City council missed an opportunity to fight blight

Recently, the city council had a chance to help ensure the prevention of housing blight.
It was just one tool that the city could use, but the council decided to remain silent on the matter, which in its own way spoke volumes.
At issue was a proposal by the city administration – through the city’s manager’s office – to require homeowners to have inspections of their properties before selling them.
The argument for the proposal was that a number of houses change hands in cash-only deals, and that often means there is no inspection performed.
A number of people are satisfied with purchasing a house without getting an inspection. That is rolling the dice.
By requiring an inspection, the argument goes, homeowners are forced to make needed improvements before selling their homes.
It’s a win for the purchaser — and the city.
Why a win for the city?
Because the city can halt the ongoing issue of bad houses being sold to other persons.
Those opposed say that it’s up to the buyer to do an inspection, if they opt to.
Guess what?
Just about no one does that if they aren’t required to.
You may think it’s overreach for the city to demand an inspection, but had this proposal gone through, it would have created a major hurdle for slumlords.
The council, instead of discussing the proposal, chose to drop the matter entirely.
Consider this an opportunity lost for helping to ensure the health and safety of Hamtramckans.
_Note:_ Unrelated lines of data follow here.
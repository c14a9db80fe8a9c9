/* This Source Code Form is subject to the terms of the Mozilla Public
 * License, v. 2.0. If a copy of the MPL was not distributed with this
 * file, You can obtain one at https://mozilla.org/MPL/2.0/. */

//! Layer 2: `Session`, a thread-safe wrapper (`Send + Sync`).

use std::sync::Mutex;
use std::sync::mpsc::{self, RecvTimeoutError};
use std::thread;
use std::time::{Duration, Instant};

use url::Url;

use crate::engine::EngineFactory;
use crate::orchestrator::{BackOutcome, SessionOrchestrator};
use crate::screen::{EventQueue, ScreenEvent};
use crate::types::{HandleId, NodeId, ScrollAffordance, SessionError, SessionOptions, WindowId};
use crate::window::WindowSnapshot;

/// Longest the session thread waits for a command before pumping engines.
const IDLE_POLL_INTERVAL: Duration = Duration::from_millis(100);

/// Wait until the next pending hide, or the idle interval if none is sooner.
fn poll_timeout(next_deadline: Option<Instant>, now: Instant) -> Duration {
    next_deadline
        .map(|deadline| deadline.saturating_duration_since(now))
        .map_or(IDLE_POLL_INTERVAL, |due| due.min(IDLE_POLL_INTERVAL))
}

/// Commands sent from the `Session` handle to the background thread.
enum Command {
    Attach {
        window: WindowId,
        node: NodeId,
        response: mpsc::Sender<Result<HandleId, SessionError>>,
    },
    Detach {
        node: NodeId,
        response: mpsc::Sender<()>,
    },
    Back {
        response: mpsc::Sender<BackOutcome>,
    },
    LeaveScreen {
        response: mpsc::Sender<()>,
    },
    CanCloseTopWindow {
        response: mpsc::Sender<bool>,
    },
    ActiveWindow {
        response: mpsc::Sender<WindowId>,
    },
    CloseTopWindow {
        response: mpsc::Sender<Result<WindowId, SessionError>>,
    },
    Load {
        url: Url,
        response: mpsc::Sender<Result<(), SessionError>>,
    },
    GoBack {
        response: mpsc::Sender<Result<bool, SessionError>>,
    },
    GoForward {
        response: mpsc::Sender<Result<bool, SessionError>>,
    },
    CanGoBack {
        response: mpsc::Sender<bool>,
    },
    CanGoForward {
        response: mpsc::Sender<bool>,
    },
    Reload {
        response: mpsc::Sender<Result<(), SessionError>>,
    },
    ShouldOverrideUrlLoading {
        handle: HandleId,
        url: String,
        response: mpsc::Sender<bool>,
    },
    DismissAffordance {
        response: mpsc::Sender<Result<(), SessionError>>,
    },
    Affordance {
        response: mpsc::Sender<ScrollAffordance>,
    },
    Title {
        response: mpsc::Sender<Option<String>>,
    },
    Url {
        response: mpsc::Sender<Option<String>>,
    },
    Windows {
        response: mpsc::Sender<Vec<WindowSnapshot>>,
    },
    Events {
        response: mpsc::Sender<Vec<ScreenEvent>>,
    },
    Shutdown,
}

/// Thread-safe session handle. `Send + Sync`.
///
/// Spawns a dedicated background thread that owns the
/// [`SessionOrchestrator`] and every engine instance. All window and engine
/// mutation happens on that thread; callers communicate via channels.
pub struct Session {
    sender: Mutex<mpsc::Sender<Command>>,
    thread: Mutex<Option<thread::JoinHandle<()>>>,
}

impl Session {
    /// Start a session. `build_factory` runs on the session thread, so the
    /// factory and its engines never leave it.
    pub fn new<F, B>(options: SessionOptions, build_factory: B) -> Result<Self, SessionError>
    where
        F: EngineFactory + 'static,
        B: FnOnce() -> Result<F, SessionError> + Send + 'static,
    {
        let (cmd_tx, cmd_rx) = mpsc::channel::<Command>();
        let (init_tx, init_rx) = mpsc::channel::<Result<(), SessionError>>();

        let thread = thread::spawn(move || {
            let factory = match build_factory() {
                Ok(factory) => {
                    let _ = init_tx.send(Ok(()));
                    factory
                }
                Err(e) => {
                    let _ = init_tx.send(Err(e));
                    return;
                }
            };
            let mut orchestrator =
                SessionOrchestrator::new(options, factory, EventQueue::default());

            loop {
                let timeout = poll_timeout(orchestrator.next_deadline(), Instant::now());
                let cmd = match cmd_rx.recv_timeout(timeout) {
                    Ok(cmd) => Some(cmd),
                    Err(RecvTimeoutError::Timeout) => None,
                    Err(RecvTimeoutError::Disconnected) => break,
                };

                match cmd {
                    Some(Command::Attach {
                        window,
                        node,
                        response,
                    }) => {
                        let _ = response.send(orchestrator.attach(window, node));
                    }
                    Some(Command::Detach { node, response }) => {
                        orchestrator.detach(node);
                        let _ = response.send(());
                    }
                    Some(Command::Back { response }) => {
                        let _ = response.send(orchestrator.back());
                    }
                    Some(Command::LeaveScreen { response }) => {
                        orchestrator.leave_screen();
                        let _ = response.send(());
                    }
                    Some(Command::CanCloseTopWindow { response }) => {
                        let _ = response.send(orchestrator.can_close_top_window());
                    }
                    Some(Command::ActiveWindow { response }) => {
                        let _ = response.send(orchestrator.active_window().id());
                    }
                    Some(Command::CloseTopWindow { response }) => {
                        let _ = response.send(orchestrator.close_top_window());
                    }
                    Some(Command::Load { url, response }) => {
                        let _ = response.send(orchestrator.load(&url));
                    }
                    Some(Command::GoBack { response }) => {
                        let _ = response.send(orchestrator.go_back());
                    }
                    Some(Command::GoForward { response }) => {
                        let _ = response.send(orchestrator.go_forward());
                    }
                    Some(Command::CanGoBack { response }) => {
                        let _ = response.send(orchestrator.can_go_back());
                    }
                    Some(Command::CanGoForward { response }) => {
                        let _ = response.send(orchestrator.can_go_forward());
                    }
                    Some(Command::Reload { response }) => {
                        let _ = response.send(orchestrator.reload());
                    }
                    Some(Command::ShouldOverrideUrlLoading {
                        handle,
                        url,
                        response,
                    }) => {
                        let _ = response.send(orchestrator.should_override_url_loading(handle, &url));
                    }
                    Some(Command::DismissAffordance { response }) => {
                        let _ = response.send(orchestrator.dismiss_affordance());
                    }
                    Some(Command::Affordance { response }) => {
                        let _ = response.send(orchestrator.affordance());
                    }
                    Some(Command::Title { response }) => {
                        let _ = response.send(orchestrator.title().map(str::to_string));
                    }
                    Some(Command::Url { response }) => {
                        let _ = response.send(orchestrator.current_url().map(|u| u.to_string()));
                    }
                    Some(Command::Windows { response }) => {
                        let _ = response.send(orchestrator.snapshot());
                    }
                    Some(Command::Events { response }) => {
                        orchestrator.pump(Instant::now());
                        let _ = response.send(orchestrator.screen_mut().drain());
                    }
                    Some(Command::Shutdown) => break,
                    None => {}
                }

                orchestrator.pump(Instant::now());
            }
        });

        init_rx
            .recv()
            .map_err(|_| SessionError::EngineInitFailed("background thread panicked".into()))??;

        Ok(Self {
            sender: Mutex::new(cmd_tx),
            thread: Mutex::new(Some(thread)),
        })
    }

    fn send_cmd<T>(
        &self,
        make_cmd: impl FnOnce(mpsc::Sender<T>) -> Command,
    ) -> Result<T, SessionError> {
        let (resp_tx, resp_rx) = mpsc::channel();
        let sender = self.sender.lock().map_err(|_| SessionError::ChannelClosed)?;
        sender
            .send(make_cmd(resp_tx))
            .map_err(|_| SessionError::ChannelClosed)?;
        drop(sender);
        resp_rx.recv().map_err(|_| SessionError::ChannelClosed)
    }

    pub fn attach(&self, window: WindowId, node: NodeId) -> Result<HandleId, SessionError> {
        self.send_cmd(|response| Command::Attach {
            window,
            node,
            response,
        })?
    }

    pub fn detach(&self, node: NodeId) {
        let _ = self.send_cmd(|response| Command::Detach { node, response });
    }

    pub fn back(&self) -> Result<BackOutcome, SessionError> {
        self.send_cmd(|response| Command::Back { response })
    }

    /// Ask the screen to close, whatever the stack depth.
    pub fn leave_screen(&self) {
        let _ = self.send_cmd(|response| Command::LeaveScreen { response });
    }

    /// Whether the screen should offer a close-tab action.
    pub fn can_close_top_window(&self) -> bool {
        self.send_cmd(|response| Command::CanCloseTopWindow { response })
            .unwrap_or(false)
    }

    /// The window a UI node should attach next.
    pub fn active_window(&self) -> Result<WindowId, SessionError> {
        self.send_cmd(|response| Command::ActiveWindow { response })
    }

    pub fn close_top_window(&self) -> Result<WindowId, SessionError> {
        self.send_cmd(|response| Command::CloseTopWindow { response })?
    }

    /// Navigate the active window to `url` with the session headers.
    pub fn load(&self, url: &Url) -> Result<(), SessionError> {
        self.send_cmd(|response| Command::Load {
            url: url.clone(),
            response,
        })?
    }

    pub fn go_back(&self) -> Result<bool, SessionError> {
        self.send_cmd(|response| Command::GoBack { response })?
    }

    pub fn go_forward(&self) -> Result<bool, SessionError> {
        self.send_cmd(|response| Command::GoForward { response })?
    }

    pub fn can_go_back(&self) -> bool {
        self.send_cmd(|response| Command::CanGoBack { response })
            .unwrap_or(false)
    }

    pub fn can_go_forward(&self) -> bool {
        self.send_cmd(|response| Command::CanGoForward { response })
            .unwrap_or(false)
    }

    pub fn reload(&self) -> Result<(), SessionError> {
        self.send_cmd(|response| Command::Reload { response })?
    }

    pub fn should_override_url_loading(&self, handle: HandleId, url: &str) -> bool {
        self.send_cmd(|response| Command::ShouldOverrideUrlLoading {
            handle,
            url: url.to_string(),
            response,
        })
        .unwrap_or(false)
    }

    pub fn dismiss_affordance(&self) -> Result<(), SessionError> {
        self.send_cmd(|response| Command::DismissAffordance { response })?
    }

    pub fn affordance(&self) -> ScrollAffordance {
        self.send_cmd(|response| Command::Affordance { response })
            .unwrap_or_default()
    }

    pub fn title(&self) -> Option<String> {
        self.send_cmd(|response| Command::Title { response })
            .ok()
            .flatten()
    }

    pub fn url(&self) -> Option<String> {
        self.send_cmd(|response| Command::Url { response })
            .ok()
            .flatten()
    }

    /// Bottom-to-top snapshot of the window stack.
    pub fn windows(&self) -> Vec<WindowSnapshot> {
        self.send_cmd(|response| Command::Windows { response })
            .unwrap_or_default()
    }

    /// Drain and return buffered screen notifications.
    pub fn events(&self) -> Vec<ScreenEvent> {
        self.send_cmd(|response| Command::Events { response })
            .unwrap_or_default()
    }
}

impl Drop for Session {
    fn drop(&mut self) {
        if let Ok(sender) = self.sender.lock() {
            let _ = sender.send(Command::Shutdown);
        }
        if let Ok(mut handle) = self.thread.lock()
            && let Some(thread) = handle.take()
        {
            let _ = thread.join();
        }
    }
}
The council’s inaction is a signal to slumlords to carry on — because we don’t care.
Posted Sept. 24, 2021

One Response to City council missed an opportunity to fight blight

  1. Nasr Hussain

    September 26, 2021 at 12:26 pm

    Before that I think the City of Hamtramck should pass an ordinance to charge a fee and perform a check on every vehicle a resident purchases to make sure he/she does the necessary repairs before he’s allowed to drive it in the city. Automobiles are much more mobile objects and can easily lead to accidents and more deaths in the city if they’re in a bad condition. This “big brother” mentality should be stopped especially if it’s used to line the pockets of a private company that benefits from these un-necessary inspections and permits.